Information shown below:

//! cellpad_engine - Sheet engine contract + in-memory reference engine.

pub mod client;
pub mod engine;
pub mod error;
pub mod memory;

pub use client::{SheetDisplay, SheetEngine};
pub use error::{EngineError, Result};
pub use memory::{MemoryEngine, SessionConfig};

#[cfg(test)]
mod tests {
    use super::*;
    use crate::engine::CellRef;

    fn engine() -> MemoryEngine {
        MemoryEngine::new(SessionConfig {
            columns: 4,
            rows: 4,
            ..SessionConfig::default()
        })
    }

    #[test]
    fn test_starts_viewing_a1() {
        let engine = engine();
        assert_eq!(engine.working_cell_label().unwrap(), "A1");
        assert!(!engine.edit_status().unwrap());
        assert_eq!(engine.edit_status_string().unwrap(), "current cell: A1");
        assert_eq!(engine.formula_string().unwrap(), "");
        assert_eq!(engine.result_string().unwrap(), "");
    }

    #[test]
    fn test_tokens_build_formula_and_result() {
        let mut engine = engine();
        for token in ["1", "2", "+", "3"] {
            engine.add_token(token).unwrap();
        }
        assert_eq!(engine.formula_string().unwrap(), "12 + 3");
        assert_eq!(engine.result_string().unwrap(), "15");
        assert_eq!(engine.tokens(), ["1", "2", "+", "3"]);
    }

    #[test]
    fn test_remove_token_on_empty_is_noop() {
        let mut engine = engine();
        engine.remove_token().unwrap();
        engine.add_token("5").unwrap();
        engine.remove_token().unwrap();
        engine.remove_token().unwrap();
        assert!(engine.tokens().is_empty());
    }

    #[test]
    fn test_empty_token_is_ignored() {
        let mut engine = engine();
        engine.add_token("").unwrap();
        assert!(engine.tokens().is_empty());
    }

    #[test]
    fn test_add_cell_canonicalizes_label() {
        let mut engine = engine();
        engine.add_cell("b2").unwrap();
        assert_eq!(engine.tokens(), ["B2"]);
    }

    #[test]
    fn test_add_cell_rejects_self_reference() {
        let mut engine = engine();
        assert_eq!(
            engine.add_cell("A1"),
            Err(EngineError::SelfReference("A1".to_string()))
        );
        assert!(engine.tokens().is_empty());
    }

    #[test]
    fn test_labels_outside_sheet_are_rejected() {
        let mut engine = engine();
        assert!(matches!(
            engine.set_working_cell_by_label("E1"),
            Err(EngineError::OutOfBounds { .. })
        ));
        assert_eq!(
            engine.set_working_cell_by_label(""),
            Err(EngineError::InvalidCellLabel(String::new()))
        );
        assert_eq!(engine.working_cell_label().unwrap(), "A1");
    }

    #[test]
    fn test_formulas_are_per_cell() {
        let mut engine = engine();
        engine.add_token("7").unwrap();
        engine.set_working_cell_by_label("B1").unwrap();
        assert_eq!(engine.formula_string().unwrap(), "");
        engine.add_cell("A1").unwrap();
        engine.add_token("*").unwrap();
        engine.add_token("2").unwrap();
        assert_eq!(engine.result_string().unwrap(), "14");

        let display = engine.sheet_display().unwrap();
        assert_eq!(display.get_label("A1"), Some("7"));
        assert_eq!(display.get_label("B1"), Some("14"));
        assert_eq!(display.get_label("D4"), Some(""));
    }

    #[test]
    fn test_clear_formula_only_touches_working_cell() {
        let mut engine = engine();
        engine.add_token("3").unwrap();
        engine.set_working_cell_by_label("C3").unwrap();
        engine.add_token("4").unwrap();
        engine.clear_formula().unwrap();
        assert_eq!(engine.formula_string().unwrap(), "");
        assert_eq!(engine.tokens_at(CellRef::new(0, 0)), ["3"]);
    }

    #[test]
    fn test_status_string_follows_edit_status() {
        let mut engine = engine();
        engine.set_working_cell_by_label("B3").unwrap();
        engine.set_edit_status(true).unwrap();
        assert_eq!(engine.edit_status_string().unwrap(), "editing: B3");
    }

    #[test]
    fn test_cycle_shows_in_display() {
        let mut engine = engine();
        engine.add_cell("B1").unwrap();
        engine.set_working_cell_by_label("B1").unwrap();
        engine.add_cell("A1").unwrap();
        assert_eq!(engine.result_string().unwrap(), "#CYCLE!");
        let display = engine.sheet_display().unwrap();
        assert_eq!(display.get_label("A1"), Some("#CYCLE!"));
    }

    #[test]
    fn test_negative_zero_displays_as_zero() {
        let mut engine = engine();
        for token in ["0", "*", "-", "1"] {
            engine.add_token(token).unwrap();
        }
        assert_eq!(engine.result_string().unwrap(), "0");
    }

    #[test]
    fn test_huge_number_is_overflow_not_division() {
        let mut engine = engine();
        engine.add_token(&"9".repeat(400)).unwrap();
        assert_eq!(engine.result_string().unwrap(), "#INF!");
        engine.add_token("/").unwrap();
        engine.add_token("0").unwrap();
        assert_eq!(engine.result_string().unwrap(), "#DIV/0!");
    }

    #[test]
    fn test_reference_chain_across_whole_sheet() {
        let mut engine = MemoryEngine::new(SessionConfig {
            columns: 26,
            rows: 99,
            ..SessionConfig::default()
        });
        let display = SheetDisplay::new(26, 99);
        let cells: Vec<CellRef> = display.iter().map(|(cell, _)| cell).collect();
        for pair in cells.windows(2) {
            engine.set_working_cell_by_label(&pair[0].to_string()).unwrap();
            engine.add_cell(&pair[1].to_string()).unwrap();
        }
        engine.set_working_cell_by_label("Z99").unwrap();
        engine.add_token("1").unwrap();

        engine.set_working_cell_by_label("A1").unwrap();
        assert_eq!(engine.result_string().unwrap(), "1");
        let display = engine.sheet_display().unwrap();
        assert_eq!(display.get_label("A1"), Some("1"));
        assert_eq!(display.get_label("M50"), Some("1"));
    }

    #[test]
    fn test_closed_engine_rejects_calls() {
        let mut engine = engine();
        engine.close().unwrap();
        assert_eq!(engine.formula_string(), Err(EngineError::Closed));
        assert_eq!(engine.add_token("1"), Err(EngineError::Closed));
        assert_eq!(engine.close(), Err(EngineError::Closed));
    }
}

End of Information shown.

Task
Repeat each entry word for word.

Output below
//! cellpad_engine - Sheet engine contract + in-memory reference engine.

pub mod client;
pub mod engine;
pub mod error;
pub mod memory;

pub use client::{SheetDisplay, SheetEngine};
pub use error::{EngineError, Result};
pub use memory::{MemoryEngine, SessionConfig};

#[cfg(test)]
mod tests {
    use super::*;
    use crate::engine::CellRef;

    fn engine() -> MemoryEngine {
        MemoryEngine::new(SessionConfig {
            columns: 4,
            rows: 4,
            ..SessionConfig::default()
        })
    }

    #[test]
    fn test_starts_viewing_a1() {
        let engine = engine();
        assert_eq!(engine.working_cell_label().unwrap(), "A1");
        assert!(!engine.edit_status().unwrap());
        assert_eq!(engine.edit_status_string().unwrap(), "current cell: A1");
        assert_eq!(engine.formula_string().unwrap(), "");
        assert_eq!(engine.result_string().unwrap(), "");
    }

    #[test]
    fn test_tokens_build_formula_and_result() {
        let mut engine = engine();
        for token in ["1", "2", "+", "3"] {
            engine.add_token(token).unwrap();
        }
        assert_eq!(engine.formula_string().unwrap(), "12 + 3");
        assert_eq!(engine.result_string().unwrap(), "15");
        assert_eq!(engine.tokens(), ["1", "2", "+", "3"]);
    }

    #[test]
    fn test_remove_token_on_empty_is_noop() {
        let mut engine = engine();
        engine.remove_token().unwrap();
        engine.add_token("5").unwrap();
        engine.remove_token().unwrap();
        engine.remove_token().unwrap();
        assert!(engine.tokens().is_empty());
    }

    #[test]
    fn test_empty_token_is_ignored() {
        let mut engine = engine();
        engine.add_token("").unwrap();
        assert!(engine.tokens().is_empty());
    }

    #[test]
    fn test_add_cell_canonicalizes_label() {
        let mut engine = engine();
        engine.add_cell("b2").unwrap();
        assert_eq!(engine.tokens(), ["B2"]);
    }

    #[test]
    fn test_add_cell_rejects_self_reference() {
        let mut engine = engine();
        assert_eq!(
            engine.add_cell("A1"),
            Err(EngineError::SelfReference("A1".to_string()))
        );
        assert!(engine.tokens().is_empty());
    }

    #[test]
    fn test_labels_outside_sheet_are_rejected() {
        let mut engine = engine();
        assert!(matches!(
            engine.set_working_cell_by_label("E1"),
            Err(EngineError::OutOfBounds { .. })
        ));
        assert_eq!(
            engine.set_working_cell_by_label(""),
            Err(EngineError::InvalidCellLabel(String::new()))
        );
        assert_eq!(engine.working_cell_label().unwrap(), "A1");
    }

    #[test]
    fn test_formulas_are_per_cell() {
        let mut engine = engine();
        engine.add_token("7").unwrap();
        engine.set_working_cell_by_label("B1").unwrap();
        assert_eq!(engine.formula_string().unwrap(), "");
        engine.add_cell("A1").unwrap();
        engine.add_token("*").unwrap();
        engine.add_token("2").unwrap();
        assert_eq!(engine.result_string().unwrap(), "14");

        let display = engine.sheet_display().unwrap();
        assert_eq!(display.get_label("A1"), Some("7"));
        assert_eq!(display.get_label("B1"), Some("14"));
        assert_eq!(display.get_label("D4"), Some(""));
    }

    #[test]
    fn test_clear_formula_only_touches_working_cell() {
        let mut engine = engine();
        engine.add_token("3").unwrap();
        engine.set_working_cell_by_label("C3").unwrap();
        engine.add_token("4").unwrap();
        engine.clear_formula().unwrap();
        assert_eq!(engine.formula_string().unwrap(), "");
        assert_eq!(engine.tokens_at(CellRef::new(0, 0)), ["3"]);
    }

    #[test]
    fn test_status_string_follows_edit_status() {
        let mut engine = engine();
        engine.set_working_cell_by_label("B3").unwrap();
        engine.set_edit_status(true).unwrap();
        assert_eq!(engine.edit_status_string().unwrap(), "editing: B3");
    }

    #[test]
    fn test_cycle_shows_in_display() {
        let mut engine = engine();
        engine.add_cell("B1").unwrap();
        engine.set_working_cell_by_label("B1").unwrap();
        engine.add_cell("A1").unwrap();
        assert_eq!(engine.result_string().unwrap(), "#CYCLE!");
        let display = engine.sheet_display().unwrap();
        assert_eq!(display.get_label("A1"), Some("#CYCLE!"));
    }

    #[test]
    fn test_negative_zero_displays_as_zero() {
        let mut engine = engine();
        for token in ["0", "*", "-", "1"] {
            engine.add_token(token).unwrap();
        }
        assert_eq!(engine.result_string().unwrap(), "0");
    }

    #[test]
    fn test_huge_number_is_overflow_not_division() {
        let mut engine = engine();
        engine.add_token(&"9".repeat(400)).unwrap();
        assert_eq!(engine.result_string().unwrap(), "#INF!");
        engine.add_token("/").unwrap();
        engine.add_token("0").unwrap();
        assert_eq!(engine.result_string().unwrap(), "#DIV/0!");
    }

    #[test]
    fn test_reference_chain_across_whole_sheet() {
        let mut engine = MemoryEngine::new(SessionConfig {
            columns: 26,
            rows: 99,
            ..SessionConfig::default()
        });
        let display = SheetDisplay::new(26, 99);
        let cells: Vec<CellRef> = display.iter().map(|(cell, _)| cell).collect();
        for pair in cells.windows(2) {
            engine.set_working_cell_by_label(&pair[0].to_string()).unwrap();
            engine.add_cell(&pair[1].to_string()).unwrap();
        }
        engine.set_working_cell_by_label("Z99").unwrap();
        engine.add_token("1").unwrap();

        engine.set_working_cell_by_label("A1").unwrap();
        assert_eq!(engine.result_string().unwrap(), "1");
        let display = engine.sheet_display().unwrap();
        assert_eq!(display.get_label("A1"), Some("1"));
        assert_eq!(display.get_label("M50"), Some("1"));
    }

    #[test]
    fn test_closed_engine_rejects_calls() {
        let mut engine = engine();
        engine.close().unwrap();
        assert_eq!(engine.formula_string(), Err(EngineError::Closed));
        assert_eq!(engine.add_token("1"), Err(EngineError::Closed));
        assert_eq!(engine.close(), Err(EngineError::Closed));
    }
}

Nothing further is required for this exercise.